- **What needs to be done**
The expected output is each line below containing "ExtensionCommand", copied in full.

- **Provided entries**
++++++++++
//! # extapi core
//!
//! Extension loading, dependency-ordered attribute merging and request
//! routing for an OpenStack-style REST API server.
//!
//! Extensions are discovered from module manifests on a `:`-delimited search
//! path, instantiated from an [`ExtensionCatalog`](extension::ExtensionCatalog),
//! validated and registered by the [`ExtensionManager`]. The
//! [`ExtensionMiddleware`] turns their resources, actions and request
//! extensions into a route table and dispatches requests, falling back to the
//! wrapped base [`Application`](api::Application) when nothing matches.
pub mod api;
pub mod config;
pub mod driver;
pub mod extension;
pub mod kernel;
pub mod middleware;
pub mod service;

// Re-export key public types/traits for easier use by the binary and extensions
pub use api::{ApiFault, ApiRequest, ApiResponse, Application};
pub use config::ApiConfig;
pub use extension::{AttributeMap, ExtensionCatalog, ExtensionDescriptor, ExtensionManager};
pub use kernel::AppState;
pub use kernel::error::Error as KernelError;
pub use middleware::ExtensionMiddleware;
mod cli; // Base application and output helpers

use std::path::PathBuf;
use std::process::ExitCode;
use std::sync::Arc;

use clap::{Parser, Subcommand};
use http::Method;
use log::{debug, error, info};
use serde_json::Value;

use extapi_core::config::ApiConfig;
use extapi_core::driver::Driver;
use extapi_core::kernel::bootstrap::{AppState, Bootstrap};
use extapi_core::kernel::constants;
use extapi_core::kernel::error::{Error as KernelError, Result as KernelResult};
use extapi_core::{ApiRequest, ExtensionDescriptor};

/// extapi: an extensible OpenStack-style REST API front end
#[derive(Parser, Debug)]
#[command(author, version, about, long_about = None)]
struct CliArgs {
    /// Simple ping command for testing
    #[arg(long)]
    ping: bool,

    /// Configuration file (.json, .yaml or .toml)
    #[arg(long, global = true)]
    config: Option<PathBuf>,

    /// Extension directory searched before the built-in one; repeatable
    #[arg(long = "extensions-path", global = true)]
    extensions_path: Vec<String>,

    /// Log at debug level
    #[arg(short, long, global = true)]
    verbose: bool,

    #[command(subcommand)]
    command: Option<Commands>,
}

#[derive(Subcommand, Debug)]
enum Commands {
    /// Inspect loaded extensions
    Extensions {
        #[command(subcommand)]
        command: ExtensionCommand,
    },
    /// Print the merged attribute map, or the attributes of one resource
    Attributes {
        /// Collection name, e.g. `vnfs`
        resource: Option<String>,
    },
    /// Send one request through the extension middleware
    Request {
        /// HTTP method
        method: String,
        /// Request path, optionally with a query string
        path: String,
        /// JSON request body
        #[arg(long, conflicts_with = "body_file")]
        body: Option<String>,
        /// Read the request body from a file
        #[arg(long)]
        body_file: Option<PathBuf>,
    },
    /// Inspect and call VIM drivers
    Drivers {
        #[command(subcommand)]
        command: DriverCommand,
    },
}

#[derive(Subcommand, Debug)]
enum ExtensionCommand {
    /// List loaded extensions in load order
    List {},
    /// Show one extension
    Show {
        /// The alias of the extension
        alias: String,
    },
}

#[derive(Subcommand, Debug)]
enum DriverCommand {
    /// List loaded VIM drivers
    List {},
    /// Call a driver method
    Invoke {
        /// Driver type, e.g. `openstack`
        driver_type: String,
        /// Method name, e.g. `register_vim`
        method: String,
        /// Keyword arguments as a JSON object
        #[arg(long, default_value = "{}")]
        kwargs: String,
    },
}

fn init_logging(verbose: bool) {
    let mut builder = env_logger::Builder::from_env(env_logger::Env::default().default_filter_or("warn"));
    if verbose {
        builder.filter_level(log::LevelFilter::Debug);
    }
    // A logger installed earlier in the process stays in place
    let _ = builder.try_init();
}

async fn load_config(args: &CliArgs) -> KernelResult<ApiConfig> {
    let mut config = match &args.config {
        Some(path) => ApiConfig::load(path).await?,
        None => ApiConfig::default(),
    };
    if !args.extensions_path.is_empty() {
        config.append_api_extensions_path(args.extensions_path.as_slice());
    }
    debug!("Effective configuration: {:?}", config);
    Ok(config)
}

async fn build_state(config: ApiConfig) -> KernelResult<AppState> {
    let mut setup = Bootstrap::new(config, core_extensions::BUILTIN_EXTENSIONS_PATH);
    core_extensions::register_all(&mut setup)?;
    let state = AppState::bootstrap(setup, Arc::new(cli::VersionsApp)).await?;
    if !state.extend_report.unprocessed.is_empty() {
        eprintln!(
            "Warning: extensions with missing requirements: {}",
            state.extend_report.unprocessed.join(", ")
        );
    }
    Ok(state)
}

async fn send(state: &AppState, request: ApiRequest) -> KernelResult<()> {
    let response = state.handle(request).await;
    cli::print_response(&response);
    if response.is_success() {
        Ok(())
    } else {
        Err(KernelError::Other(format!("Request failed with status {}", response.status)))
    }
}

async fn run(args: CliArgs) -> KernelResult<()> {
    let config = load_config(&args).await?;

    let Some(command) = args.command else {
        println!("{} v{} (API v{})", constants::APP_NAME, constants::APP_VERSION, config.api_version);
        println!("No command specified. Run with --help for usage.");
        return Ok(());
    };

    info!("Initializing application...");
    let state = build_state(config).await?;

    match command {
        Commands::Extensions { command } => match command {
            ExtensionCommand::List {} => {
                if state.manager.is_empty() {
                    println!("No extensions loaded.");
                }
                for extension in state.manager.extensions() {
                    println!(
                        "{:<12} {} - {}",
                        extension.alias(),
                        extension.name(),
                        extension.description()
                    );
                }
                Ok(())
            }
            ExtensionCommand::Show { alias } => {
                let path = format!("/{}/{}", constants::EXTENSIONS_COLLECTION, alias);
                send(&state, ApiRequest::new(Method::GET, &path)).await
            }
        },
        Commands::Attributes { resource } => {
            let value = match resource {
                Some(name) => {
                    let attrs = state
                        .attributes
                        .resource(&name)
                        .ok_or_else(|| KernelError::Other(format!("Unknown resource '{}'", name)))?;
                    serde_json::to_value(attrs).map_err(|e| KernelError::Other(e.to_string()))?
                }
                None => state.attributes.to_json(),
            };
            println!("{}", cli::pretty(&value));
            Ok(())
        }
        Commands::Request {
            method,
            path,
            body,
            body_file,
        } => {
            let method = Method::from_bytes(method.to_uppercase().as_bytes())
                .map_err(|e| KernelError::Other(format!("Invalid method '{}': {}", method, e)))?;
            let body = match body_file {
                Some(file) => Some(
                    tokio::fs::read_to_string(&file)
                        .await
                        .map_err(|e| KernelError::io(e, "read request body", file.clone()))?,
                ),
                None => body,
            };
            let mut request = ApiRequest::new(method, &path);
            if let Some(body) = body {
                request = request.with_body(body);
            }
            send(&state, request).await
        }
        Commands::Drivers { command } => match command {
            DriverCommand::List {} => {
                for driver_type in state.drivers.driver_types() {
                    let name = state.drivers.get(driver_type).map(|d| d.name()).unwrap_or_default();
                    println!("{:<12} {}", driver_type, name);
                }
                Ok(())
            }
            DriverCommand::Invoke {
                driver_type,
                method,
                kwargs,
            } => {
                let kwargs: Value = serde_json::from_str(&kwargs)
                    .map_err(|e| KernelError::Other(format!("Invalid kwargs: {}", e)))?;
                let result = state.drivers.invoke(&driver_type, &method, &kwargs)?;
                println!("{}", cli::pretty(&result));
                Ok(())
            }
        },
    }
}

#[tokio::main]
async fn main() -> ExitCode {
    let args = CliArgs::parse();

    if args.ping {
        println!("pong");
        return ExitCode::SUCCESS;
    }

    init_logging(args.verbose);

    match run(args).await {
        Ok(()) => ExitCode::SUCCESS,
        Err(e) => {
            error!("{}", e);
            eprintln!("Error: {}", e);
            ExitCode::FAILURE
        }
    }
}
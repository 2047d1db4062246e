//! Route table of the extension middleware.
//!
//! Templates use `{name}` placeholders. A placeholder matches within one
//! path segment, dots included. `{format}` only matches a name from
//! [`FORMATS`], so `/vnfs/{id}.{format}` splits `/vnfs/abc.json` into
//! `id = abc` and `format = json` while `/vnfs/abc.def` stays unmatched.
use std::collections::BTreeMap;
use std::fmt;
use std::sync::Arc;

use http::Method;
use regex::Regex;

use crate::api::{Controller, RouteParams};
use crate::middleware::controllers::{ActionExtensionController, RequestExtensionController};
use crate::middleware::error::MiddlewareError;

/// Response formats accepted as a `.{format}` path suffix
pub const FORMATS: &[&str] = &["json", "xml"];

/// What a matched route dispatches to
#[derive(Clone)]
pub enum RouteTarget {
    /// A resource controller action (`index`, `show`, a member action, ...)
    Resource {
        controller: Arc<dyn Controller>,
        action: String,
    },
    /// `POST /<collection>/{id}/action`
    Action(Arc<ActionExtensionController>),
    /// A request extension route
    Request(Arc<RequestExtensionController>),
}

impl RouteTarget {
    /// Name of the action the target runs
    pub fn action(&self) -> &str {
        match self {
            RouteTarget::Resource { action, .. } => action,
            RouteTarget::Action(_) => "action",
            RouteTarget::Request(_) => "process",
        }
    }
}

impl fmt::Debug for RouteTarget {
    fn fmt(&self, f: &mut fmt::Formatter<'_>) -> fmt::Result {
        match self {
            RouteTarget::Resource { action, .. } => write!(f, "Resource({})", action),
            RouteTarget::Action(_) => write!(f, "Action"),
            RouteTarget::Request(_) => write!(f, "Request"),
        }
    }
}

/// A compiled route
#[derive(Debug, Clone)]
pub struct Route {
    pub template: String,
    pub method: Option<Method>,
    pub target: RouteTarget,
    regex: Regex,
}

impl Route {
    fn captures(&self, path: &str) -> Option<RouteParams> {
        let caps = self.regex.captures(path)?;
        let params = self
            .regex
            .capture_names()
            .flatten()
            .filter_map(|name| caps.name(name).map(|m| (name.to_string(), m.as_str().to_string())))
            .collect();
        Some(params)
    }
}

/// A successful lookup
#[derive(Debug)]
pub struct RouteMatch<'a> {
    pub route: &'a Route,
    pub params: RouteParams,
}

/// Routes in registration order; the first match wins
#[derive(Debug, Default)]
pub struct Mapper {
    routes: Vec<Route>,
}

impl Mapper {
    pub fn new() -> Self {
        Self::default()
    }

    /// Add one route. `method` of `None` matches any method.
    pub fn connect(
        &mut self,
        template: &str,
        method: Option<Method>,
        target: RouteTarget,
    ) -> Result<(), MiddlewareError> {
        let regex = compile_template(template)?;
        self.routes.push(Route {
            template: template.to_string(),
            method,
            target,
            regex,
        });
        Ok(())
    }

    /// Add the `.{format}` variant of `template`, then `template` itself
    pub fn connect_with_format(
        &mut self,
        template: &str,
        method: Option<Method>,
        target: RouteTarget,
    ) -> Result<(), MiddlewareError> {
        self.connect(&format!("{}.{{format}}", template), method.clone(), target.clone())?;
        self.connect(template, method, target)
    }

    /// Standard routes of a collection.
    ///
    /// Under `<prefix>/<collection>`: member actions on `{id}/<action>`,
    /// `index` (GET) and `create` (POST), then `show` (GET), `update` (PUT)
    /// and `delete` (DELETE) on `{id}`. Every route has a format variant.
    pub fn resource(
        &mut self,
        collection: &str,
        controller: Arc<dyn Controller>,
        member_actions: &BTreeMap<String, Method>,
        path_prefix: &str,
    ) -> Result<(), MiddlewareError> {
        let collection_path = format!("{}/{}", path_prefix, collection);
        let member_path = format!("{}/{{id}}", collection_path);
        let target = |action: &str| RouteTarget::Resource {
            controller: Arc::clone(&controller),
            action: action.to_string(),
        };

        for (action, method) in member_actions {
            self.connect_with_format(
                &format!("{}/{}", member_path, action),
                Some(method.clone()),
                target(action),
            )?;
        }
        self.connect_with_format(&collection_path, Some(Method::GET), target("index"))?;
        self.connect_with_format(&collection_path, Some(Method::POST), target("create"))?;
        self.connect_with_format(&member_path, Some(Method::GET), target("show"))?;
        self.connect_with_format(&member_path, Some(Method::PUT), target("update"))?;
        self.connect_with_format(&member_path, Some(Method::DELETE), target("delete"))?;
        Ok(())
    }

    /// First route matching `method` and `path`
    pub fn match_route(&self, method: &Method, path: &str) -> Option<RouteMatch<'_>> {
        self.routes
            .iter()
            .filter(|route| route.method.as_ref().is_none_or(|m| m == method))
            .find_map(|route| route.captures(path).map(|params| RouteMatch { route, params }))
    }

    pub fn routes(&self) -> &[Route] {
        &self.routes
    }

    pub fn len(&self) -> usize {
        self.routes.len()
    }

    pub fn is_empty(&self) -> bool {
        self.routes.is_empty()
    }
}

/// Turn a `{name}` template into an anchored regex
pub fn compile_template(template: &str) -> Result<Regex, MiddlewareError> {
    let invalid = |message: String| MiddlewareError::InvalidRoute {
        template: template.to_string(),
        message,
    };

    let mut pattern = String::from("^");
    let mut rest = template;
    while let Some(open) = rest.find('{') {
        pattern.push_str(&regex::escape(&rest[..open]));
        let after = &rest[open + 1..];
        let close = after
            .find('}')
            .ok_or_else(|| invalid("unclosed '{'".to_string()))?;
        let name = &after[..close];
        if name.is_empty() || !name.chars().all(|c| c.is_ascii_alphanumeric() || c == '_') {
            return Err(invalid(format!("invalid variable name '{}'", name)));
        }
        if name == "format" {
            pattern.push_str(&format!("(?P<format>{})", FORMATS.join("|")));
        } else {
            pattern.push_str(&format!("(?P<{}>[^/]+?)", name));
        }
        rest = &after[close + 1..];
    }
    pattern.push_str(&regex::escape(rest));
    pattern.push('$');

    Regex::new(&pattern).map_err(|e| invalid(e.to_string()))
}
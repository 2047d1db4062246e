use std::sync::Arc;

use http::{Method, StatusCode};

use super::common::{Gadgets, Widgets};
use crate::api::{ApiFault, ApiRequest, Controller, RouteParams};
use crate::extension::controller::ExtensionController;
use crate::extension::manager::ExtensionManager;

fn controller() -> ExtensionController {
    let mut manager = ExtensionManager::empty("");
    manager.add_extension(Arc::new(Widgets)).unwrap();
    manager.add_extension(Arc::new(Gadgets)).unwrap();
    ExtensionController::new(Arc::new(manager))
}

fn params(id: &str) -> RouteParams {
    let mut params = RouteParams::new();
    params.insert("id".to_string(), id.to_string());
    params
}

#[tokio::test]
async fn test_index_lists_extensions_in_load_order() {
    let response = controller()
        .dispatch("index", ApiRequest::new(Method::GET, "/extensions"), &RouteParams::new())
        .await
        .unwrap();
    assert_eq!(response.status, StatusCode::OK);

    let body = response.body_json().unwrap();
    let extensions = body["extensions"].as_array().unwrap();
    assert_eq!(extensions.len(), 2);
    assert_eq!(extensions[0]["alias"], "widgets");
    assert_eq!(extensions[0]["name"], "Widgets");
    assert_eq!(extensions[0]["links"], serde_json::json!([]));
    assert_eq!(extensions[1]["alias"], "gadgets");
}

#[tokio::test]
async fn test_show_by_alias() {
    let controller = controller();
    let response = controller
        .dispatch("show", ApiRequest::new(Method::GET, "/extensions/gadgets"), &params("gadgets"))
        .await
        .unwrap();
    let body = response.body_json().unwrap();
    assert_eq!(body["extension"]["alias"], "gadgets");
    assert_eq!(body["extension"]["updated"], "2024-01-01T00:00:00-00:00");

    let missing = controller
        .dispatch("show", ApiRequest::new(Method::GET, "/extensions/nope"), &params("nope"))
        .await
        .unwrap_err();
    assert_eq!(missing.status(), StatusCode::NOT_FOUND);
    assert!(missing.to_string().contains("nope"));
}

#[tokio::test]
async fn test_create_and_delete_are_not_found() {
    let controller = controller();
    for (action, method) in [("create", Method::POST), ("delete", Method::DELETE)] {
        let err = controller
            .dispatch(action, ApiRequest::new(method, "/extensions/widgets"), &params("widgets"))
            .await
            .unwrap_err();
        assert!(matches!(err, ApiFault::NotFound(_)));
    }
}
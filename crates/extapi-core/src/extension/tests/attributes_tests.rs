use serde_json::json;

use crate::extension::attributes::AttributeMap;

fn map(value: serde_json::Value) -> AttributeMap {
    AttributeMap::from_json(value).unwrap()
}

#[test]
fn test_merge_overwrites_whole_attributes() {
    let mut base = map(json!({
        "vnfs": {
            "name": {"allow_post": true, "is_visible": true},
            "status": {"allow_post": false}
        }
    }));
    base.merge(map(json!({
        "vnfs": {"name": {"allow_post": false}, "monitoring_policy": {"default": null}},
        "events": {"id": {"is_visible": true}}
    })));

    // The incoming properties replace the old ones entirely
    let name = base.attribute("vnfs", "name").unwrap();
    assert_eq!(name.get("allow_post"), Some(&json!(false)));
    assert!(name.get("is_visible").is_none());

    assert!(base.attribute("vnfs", "status").is_some());
    assert!(base.attribute("vnfs", "monitoring_policy").is_some());
    assert!(base.contains_resource("events"));
    assert_eq!(base.resource_names().collect::<Vec<_>>(), ["events", "vnfs"]);
}

#[test]
fn test_merge_replaces_empty_resource() {
    let mut base = map(json!({"vims": {}}));
    base.merge(map(json!({"vims": {"auth_url": {}}})));
    assert!(base.attribute("vims", "auth_url").is_some());
}

#[test]
fn test_absorb_extended_touches_only_owned_resources() {
    let mut own = map(json!({"vnfs": {"name": {}}}));
    let extended = map(json!({
        "vnfs": {"name": {"allow_put": true}, "heal_policy": {}},
        "vims": {"auth_url": {}}
    }));

    own.absorb_extended(&extended);

    assert_eq!(own.attribute("vnfs", "name").unwrap()["allow_put"], true);
    assert!(own.attribute("vnfs", "heal_policy").is_some());
    assert!(!own.contains_resource("vims"));
}

#[test]
fn test_serializes_as_plain_nested_object() {
    let mut attrs = AttributeMap::new();
    let mut props = serde_json::Map::new();
    props.insert("allow_post".to_string(), json!(true));
    attrs.set_attribute("vnfds", "name", props);

    assert_eq!(attrs.to_json(), json!({"vnfds": {"name": {"allow_post": true}}}));
    assert_eq!(attrs.len(), 1);
}
pub mod fault_tests;
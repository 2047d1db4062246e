//! # extapi Kernel
//!
//! Process-level plumbing shared by every other module:
//!
//! - **Bootstrapping**: [`AppState`](bootstrap::AppState) builds the extension
//!   manager, merges the attribute map and constructs the middleware once, then
//!   hands the read-only result to the request-serving side.
//! - **Constants**: names, versions, built-in prefixes and defaults in the
//!   `constants` submodule.
//! - **Error Handling**: the top-level [`Error`](error::Error) and its
//!   `Result` alias.
pub mod bootstrap;
pub mod constants;
pub mod error;

pub use bootstrap::AppState;
pub use error::{Error, Result};
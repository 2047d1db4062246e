//! # extapi Configuration Errors
//!
//! [`ConfigError`] covers reading and parsing the API configuration file.
use std::path::PathBuf;
use thiserror::Error;

#[derive(Debug, Error)]
pub enum ConfigError {
    #[error("I/O error reading configuration '{}': {source}", path.display())]
    Io {
        path: PathBuf,
        #[source]
        source: std::io::Error,
    },

    #[error("Unsupported configuration format for '{}'", path.display())]
    UnsupportedFormat { path: PathBuf },

    #[error("Deserialization from '{format}' failed: {message}")]
    Parse { format: String, message: String },
}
++++++++++
- **Task solution**
        command: ExtensionCommand,
enum ExtensionCommand {
            ExtensionCommand::List {} => {
            ExtensionCommand::Show { alias } => {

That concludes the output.